No site do jornal o Globo, no dia 23.5.17,  sob o título Decisão Incomum, há a seguinte opinião:  

“Não sei em que base foi tomada a decisão de afastar um senador e um deputado da atividade parlamentar, por que não há uma explicação dentro da legislação que permita isso. A prisão, agora pedida ao plenário, pode ter uma explicação mais lógica, pois a PGR alega que eles continuam obstruindo a justiça. Mas se ficar provado, ainda será preciso  pedir permissão ao Congresso. Essas decisões aparentemente rigorosas estão um pouco fora da legislação.”

Com o devido respeito, diria que a medida em discussão, envolvendo afastamento cautelar de parlamentar, tem base constitucional e legal.

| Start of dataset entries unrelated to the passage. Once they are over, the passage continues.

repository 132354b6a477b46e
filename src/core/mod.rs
//! Core module: the marks engine and its supporting layers

pub mod config;
pub mod gpa;
pub mod input;
pub mod internal;
pub mod models;
pub mod scale;
pub mod snapshot;
pub mod target;

/// Returns the current version of the `Markify` crate
#[must_use]
pub const fn get_version() -> &'static str {
    env!("CARGO_PKG_VERSION")
}

/// Round `value` to `places` decimal places (half away from zero).
#[must_use]
pub fn round_to(value: f64, places: i32) -> f64 {
    let factor = 10f64.powi(places);
    (value * factor).round() / factor
}
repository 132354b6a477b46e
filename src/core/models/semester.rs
//! Semester model (CGPA context)

use super::RawMark;
use serde::{Deserialize, Serialize};

/// A completed semester: its GPA and, optionally, its total credits
#[derive(Debug, Clone, Copy, PartialEq, Serialize, Deserialize)]
pub struct Semester {
    /// Semester GPA on the 10-point scale
    pub gpa: f64,

    /// Total credits for the semester; absent means "unknown"
    pub credits: RawMark,
}

impl Semester {
    /// Create a semester with known credits
    #[must_use]
    pub const fn new(gpa: f64, credits: f64) -> Self {
        Self {
            gpa,
            credits: Some(credits),
        }
    }

    /// Create a semester whose credits were not entered
    #[must_use]
    pub const fn without_credits(gpa: f64) -> Self {
        Self { gpa, credits: None }
    }

    /// Credits with absent (or negative) treated as 0
    #[must_use]
    pub fn credit_weight(&self) -> f64 {
        self.credits.filter(|c| c.is_finite()).unwrap_or(0.0).max(0.0)
    }
}
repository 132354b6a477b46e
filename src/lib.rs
//! Shared library for `Markify`
//! Contains the marks engine and the configuration used by the CLI

pub mod core;
pub mod logger;

pub use self::core::{config, get_version};
// 型エイリアス
pub type Seat = usize; // 座席
pub type Type = usize; // 牌の種別部分 (萬子,筒子,索子,字牌)
pub type Tnum = usize; // 牌の数字部分
pub type Index = usize; // その他Index

// Number
pub const SEAT: usize = 4; // 座席の数
pub const TYPE: usize = 4; // 牌の種別部分の数 (萬子,筒子,索子,字牌)
pub const COLOR: usize = 6; // 座席色の数

// Type Index
pub const TM: Type = 0; // Type: Manzu (萬子)
pub const TP: Type = 1; // Type: Pinzu (筒子)
pub const TS: Type = 2; // Type: Souzu (索子)
pub const TZ: Type = 3; // Type: Zihai (字牌)

// Tnum Index
pub const WE: Tnum = 1; // Wind: East  (東)
pub const WS: Tnum = 2; // Wind: South (南)
pub const WW: Tnum = 3; // Wind: West  (西)
pub const WN: Tnum = 4; // Wind: North (北)
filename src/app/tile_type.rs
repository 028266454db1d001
use crate::model::*;
use crate::util::misc::*;

use crate::{debug, error_exit};

// 種別テーブルの参照モード
#[derive(Debug)]
pub struct TileTypeApp {
    args: Vec<String>,
}

impl TileTypeApp {
    pub fn new(args: Vec<String>) -> Self {
        Self { args }
    }

    pub fn run(&mut self) {
        match self.parse_keys() {
            Ok(keys) if keys.is_empty() => print_usage(),
            Ok(keys) => {
                for k in &keys {
                    println!("{}", lookup_line(k));
                }
            }
            Err(e) => error_exit!("{}", e),
        }
    }

    fn parse_keys(&self) -> Res<Vec<String>> {
        let mut keys = vec![];
        let mut it = self.args.iter();
        while let Some(s) = it.next() {
            match s.as_str() {
                "-k" => keys.push(parse_next(&mut it, s)?),
                opt if opt.starts_with('-') && opt.len() > 1 => {
                    return Err(format!("unknown option: {}", opt).into());
                }
                _ => keys.push(s.clone()),
            }
        }
        Ok(keys)
    }
}

fn lookup_line(key: &str) -> String {
    let v = resolve(key);
    debug!("resolve({:?}) = {:?}", key, v);
    format!("{}: {}", key, v.as_deref().unwrap_or("undefined"))
}

fn print_usage() {
    println!("usage: T [-k] <key>...");
    println!("  key: 0, 1, 2, 3, m, p, s, z");
}

#[test]
fn test_tile_type_app() {
    let args = ["-k", "p", "1", "x"].iter().map(|s| s.to_string()).collect();
    let app = TileTypeApp::new(args);
    let keys = app.parse_keys().unwrap();
    let lines: Vec<String> = keys.iter().map(|k| lookup_line(k)).collect();
    assert_eq!(lines, vec!["p: 1", "1: p", "x: undefined"]);

    let app = TileTypeApp::new(vec!["-q".to_string()]);
    assert!(app.parse_keys().is_err());
}
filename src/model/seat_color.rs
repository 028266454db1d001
use super::*;
use crate::util::misc::Res;

pub const SEAT_COLORS: [&str; COLOR] = [
    "#FF8C00", // 0: 自家
    "#FF0000", // 1: 下家
    "#00FF00", // 2: 対家
    "#2222FF", // 3: 上家
    "#888888", // 4: ドラ "D"
    "#000000", // 5: 山・手牌 "R"
];

#[inline]
pub fn seat_color(index: Index) -> Option<&'static str> {
    SEAT_COLORS.get(index).copied()
}

// seat_selfから見たseat_targetの表示色
#[inline]
pub fn color_for_seat(seat_self: Seat, seat_target: Seat) -> &'static str {
    SEAT_COLORS[seat_pos(seat_self, seat_target)]
}

#[derive(Debug, Clone, Copy, PartialEq, Eq, Hash)]
pub enum ColorRole {
    SelfSeat,
    Shimocha,
    Toimen,
    Kamicha,
    Dora,
    Wall,
}

impl ColorRole {
    pub const ALL: [ColorRole; COLOR] = [
        ColorRole::SelfSeat,
        ColorRole::Shimocha,
        ColorRole::Toimen,
        ColorRole::Kamicha,
        ColorRole::Dora,
        ColorRole::Wall,
    ];

    #[inline]
    pub fn index(self) -> Index {
        self as Index
    }

    #[inline]
    pub fn from_index(index: Index) -> Option<Self> {
        Self::ALL.get(index).copied()
    }

    #[inline]
    pub fn color(self) -> &'static str {
        SEAT_COLORS[self.index()]
    }

    // 座席以外のマーカーに付ける記号
    pub fn symbol(self) -> Option<&'static str> {
        match self {
            ColorRole::Dora => Some("D"),
            ColorRole::Wall => Some("R"),
            _ => None,
        }
    }

    pub fn relative_seat(self) -> Option<RelativeSeat> {
        RelativeSeat::ALL.get(self.index()).copied()
    }
}

#[derive(Debug, Clone, Copy, PartialEq, Eq, Hash)]
pub struct Rgb(pub u8, pub u8, pub u8);

impl Rgb {
    pub fn from_hex(s: &str) -> Res<Self> {
        let hex = match s.strip_prefix('#') {
            Some(h) if h.len() == 6 && h.bytes().all(|b| b.is_ascii_hexdigit()) => h,
            _ => Err(format!("invalid color code: '{}'", s))?,
        };
        let c = |i: usize| u8::from_str_radix(&hex[i..i + 2], 16);
        Ok(Self(c(0)?, c(2)?, c(4)?))
    }

    pub fn to_hex(&self) -> String {
        format!("#{:02X}{:02X}{:02X}", self.0, self.1, self.2)
    }
}

impl fmt::Display for Rgb {
    fn fmt(&self, f: &mut fmt::Formatter<'_>) -> fmt::Result {
        write!(f, "{}", self.to_hex())
    }
}

#[test]
fn test_seat_colors() {
    assert_eq!(SEAT_COLORS.len(), 6);
    for c in SEAT_COLORS {
        let rgb = Rgb::from_hex(c).unwrap();
        assert_eq!(rgb.to_hex(), c);
    }
    assert_eq!(Rgb::from_hex(SEAT_COLORS[3]).unwrap(), Rgb(0x22, 0x22, 0xFF));
}

#[test]
fn test_seat_color() {
    assert_eq!(seat_color(0), Some("#FF8C00"));
    assert_eq!(seat_color(5), Some("#000000"));
    assert_eq!(seat_color(6), None);
    assert_eq!(ColorRole::Dora.color(), "#888888");
    assert_eq!(ColorRole::Dora.symbol(), Some("D"));
    assert_eq!(ColorRole::Wall.symbol(), Some("R"));
    assert_eq!(ColorRole::Toimen.symbol(), None);
    assert_eq!(ColorRole::from_index(6), None);
    for (i, role) in ColorRole::ALL.iter().enumerate() {
        assert_eq!(ColorRole::from_index(i), Some(*role));
        assert_eq!(seat_color(i), Some(role.color()));
    }
    assert_eq!(ColorRole::Dora.relative_seat(), None);
    assert_eq!(ColorRole::Kamicha.relative_seat(), Some(RelativeSeat::Kamicha));
}

#[test]
fn test_color_for_seat() {
    // 自家は常にオレンジ
    for s in 0..SEAT {
        assert_eq!(color_for_seat(s, s), "#FF8C00");
    }
    assert_eq!(color_for_seat(0, 1), "#FF0000");
    assert_eq!(color_for_seat(3, 1), "#00FF00");
    assert_eq!(color_for_seat(1, 0), "#2222FF");
}

#[test]
fn test_invalid_hex() {
    for s in ["FF8C00", "#FF8C0", "#GG0000", "#FF8C000", ""] {
        assert!(Rgb::from_hex(s).is_err(), "{}", s);
    }
}
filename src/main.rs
#![warn(rust_2018_idioms)]

use mahjong_common::app;
use mahjong_common::error;
use mahjong_common::util::log::{set_log_level, LEVEL_DEBUG};

#[derive(Debug, Clone, Copy, PartialEq, Eq)]
enum Mode {
    TileType, // T: 牌種別テーブル参照モード
    Color,    // C: 座席色参照モード
    Seat,     // P: 相対座席計算モード
    Export,   // J: GUI用定数テーブル出力モード
}

fn parse_mode(s: &str) -> Option<Mode> {
    match s {
        "T" => Some(Mode::TileType),
        "C" => Some(Mode::Color),
        "P" => Some(Mode::Seat),
        "J" => Some(Mode::Export),
        _ => None,
    }
}

// -d はどのモードでも共通なので取り除いてフラグとして返却
fn split_debug_flag(args: &[String]) -> (Vec<String>, bool) {
    let mut rest = vec![];
    let mut debug = false;
    for a in args {
        if a == "-d" {
            debug = true;
        } else {
            rest.push(a.clone());
        }
    }
    (rest, debug)
}

fn main() {
    let args: Vec<String> = std::env::args().collect();
    if args.len() < 2 {
        error!("mode not specified");
        print_usage();
        std::process::exit(1);
    }

    let Some(mode) = parse_mode(&args[1]) else {
        error!("unknown mode: {}", args[1]);
        print_usage();
        std::process::exit(1);
    };

    let (args2, debug) = split_debug_flag(&args[2..]);
    if debug {
        set_log_level(LEVEL_DEBUG);
    }

    match mode {
        Mode::TileType => app::TileTypeApp::new(args2).run(),
        Mode::Color => app::ColorApp::new(args2).run(),
        Mode::Seat => app::SeatApp::new(args2).run(),
        Mode::Export => app::ExportApp::new(args2).run(),
    }
}

fn print_usage() {
    println!("usage: mahjong_common <T|C|P|J> [options] [-d]");
}

#[test]
fn test_parse_mode() {
    assert_eq!(parse_mode("T"), Some(Mode::TileType));
    assert_eq!(parse_mode("C"), Some(Mode::Color));
    assert_eq!(parse_mode("P"), Some(Mode::Seat));
    assert_eq!(parse_mode("J"), Some(Mode::Export));
    assert_eq!(parse_mode("t"), None);
    assert_eq!(parse_mode("X"), None);
    assert_eq!(parse_mode(""), None);
}

#[test]
fn test_split_debug_flag() {
    let to_args = |v: &[&str]| v.iter().map(|s| s.to_string()).collect::<Vec<_>>();

    let (rest, debug) = split_debug_flag(&to_args(&["-s", "3", "-d", "-t", "1"]));
    assert!(debug);
    assert_eq!(rest, to_args(&["-s", "3", "-t", "1"]));

    let (rest, debug) = split_debug_flag(&to_args(&["-k", "p"]));
    assert!(!debug);
    assert_eq!(rest, to_args(&["-k", "p"]));

    let (rest, debug) = split_debug_flag(&[]);
    assert!(!debug);
    assert!(rest.is_empty());
}
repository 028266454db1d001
pub mod util;

pub mod app;
pub mod model;
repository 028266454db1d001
pub mod log;
pub mod misc;
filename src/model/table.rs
use serde_json::{json, Map, Value};

use super::*;
use crate::util::misc::Res;

// フロントエンドの tile_types と同じ形のオブジェクト
// {"0": "m", ..., "m": 0, ...}
pub fn tile_types_json() -> Value {
    let mut m = Map::new();
    for tt in TileType::ALL {
        m.insert(tt.index().to_string(), json!(tt.to_string()));
    }
    for tt in TileType::ALL {
        m.insert(tt.to_string(), json!(tt.index()));
    }
    Value::Object(m)
}

// GUIと共有する定数テーブル
#[derive(Debug, Clone, Serialize)]
pub struct CommonTable {
    pub tile_types: Value,
    pub seat_colors: Vec<&'static str>,
}

impl CommonTable {
    pub fn new() -> Self {
        Self {
            tile_types: tile_types_json(),
            seat_colors: SEAT_COLORS.to_vec(),
        }
    }

    pub fn to_json(&self) -> Res<String> {
        Ok(serde_json::to_string(self)?)
    }

    pub fn to_json_pretty(&self) -> Res<String> {
        Ok(serde_json::to_string_pretty(self)?)
    }
}

impl Default for CommonTable {
    fn default() -> Self {
        Self::new()
    }
}

#[test]
fn test_tile_types_json() {
    let v = tile_types_json();
    let expected = json!({
        "0": "m", "1": "p", "2": "s", "3": "z",
        "m": 0, "p": 1, "s": 2, "z": 3
    });
    assert_eq!(v, expected);
    assert_eq!(v.as_object().unwrap().len(), 8);

    // 双方向に引いて元に戻る
    for key in ["0", "1", "2", "3"] {
        let ch = v[key].as_str().unwrap();
        assert_eq!(v[ch].as_u64().unwrap().to_string(), key);
    }
}

#[test]
fn test_common_table() {
    let tbl = CommonTable::new();
    let v: Value = serde_json::from_str(&tbl.to_json().unwrap()).unwrap();
    assert_eq!(v["tile_types"]["p"], json!(1));
    assert_eq!(v["seat_colors"].as_array().unwrap().len(), 6);
    assert_eq!(v["seat_colors"][4], json!("#888888"));

    let v2: Value = serde_json::from_str(&tbl.to_json_pretty().unwrap()).unwrap();
    assert_eq!(v, v2);
}
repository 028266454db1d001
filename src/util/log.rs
use std::sync::atomic::{AtomicU8, Ordering};

pub const LEVEL_ERROR: u8 = 0;
pub const LEVEL_WARN: u8 = 1;
pub const LEVEL_INFO: u8 = 2;
pub const LEVEL_DEBUG: u8 = 3;

static LOG_LEVEL: AtomicU8 = AtomicU8::new(LEVEL_INFO);

pub fn set_log_level(level: u8) {
    LOG_LEVEL.store(level.min(LEVEL_DEBUG), Ordering::Relaxed);
}

#[inline]
pub fn log_enabled(level: u8) -> bool {
    level <= LOG_LEVEL.load(Ordering::Relaxed)
}

#[doc(hidden)]
#[macro_export]
macro_rules! __log {
    ($level:expr, $tag:expr, $($arg:tt)*) => {
        if $crate::util::log::log_enabled($level) {
            eprintln!(
                "[{}]({}:{}) {}",
                $tag,
                file!(),
                line!(),
                format_args!($($arg)*)
            )
        }
    };
}

#[macro_export]
macro_rules! error {
    ($($arg:tt)*) => {
        $crate::__log!($crate::util::log::LEVEL_ERROR, "ERROR", $($arg)*)
    };
}

#[macro_export]
macro_rules! warn {
    ($($arg:tt)*) => {
        $crate::__log!($crate::util::log::LEVEL_WARN, "WARN", $($arg)*)
    };
}

#[macro_export]
macro_rules! info {
    ($($arg:tt)*) => {
        $crate::__log!($crate::util::log::LEVEL_INFO, "INFO", $($arg)*)
    };
}

#[macro_export]
macro_rules! debug {
    ($($arg:tt)*) => {
        $crate::__log!($crate::util::log::LEVEL_DEBUG, "DEBUG", $($arg)*)
    };
}

#[macro_export]
macro_rules! error_exit {
    ($($arg:tt)*) => {{
        $crate::error!($($arg)*);
        std::process::exit(1);
    }};
}

#[test]
fn test_log_level() {
    set_log_level(LEVEL_WARN);
    assert!(log_enabled(LEVEL_ERROR));
    assert!(log_enabled(LEVEL_WARN));
    assert!(!log_enabled(LEVEL_DEBUG));

    // 範囲外はDEBUGに丸める
    set_log_level(9);
    assert!(log_enabled(LEVEL_DEBUG));

    set_log_level(LEVEL_INFO);
}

O artigo 319 do CPP traz um rol de medidas cautelares, alternativas à prisão, que devem ser suficientes para atingir o desiderato de mantê-los sob controle e vigilância.

Concentram-se os requisitos na necessidade e adequação (artigo 282, I e II, do CPP), que estão intimamente ligados ao princípio da proporcionalidade. Assim, a análise com relação à gravidade real da conduta é o índice a ser levado em conta para atendimento da medida, ou seja, sua adequação.

Há de se considerar uma razoabilidade interna, que se referencia com a existência de uma relação racional e proporcional entre motivos, meios e fins da medida e ainda uma razoabilidade externa, que trata da adequação de meios e fins.

Tais lições foram essencialmente de cogitação do Tribunal Constitucional Federal da Alemanha, como bem ensinou Luís Roberto Barroso, ao externar um outro qualificador da razoabilidade-proporcionalidade, que é o da exigibilidade ou da necessidade da medida. Conhecido ainda como princípio da menor ingerência possível, consiste no imperativo de que os meios utilizados para consecução dos fins visados sejam os menos onerosos para o cidadão. É o que conhecemos como proibição do excesso.

Há ainda o que se chama de proporcionalidade em sentido estrito, onde se cuida de uma verificação da relação custo-benefício da medida, isto é, da ponderação entre os danos causados e os resultados a serem obtidos. Pesam-se as desvantagens dos meios em relação às vantagens do fim.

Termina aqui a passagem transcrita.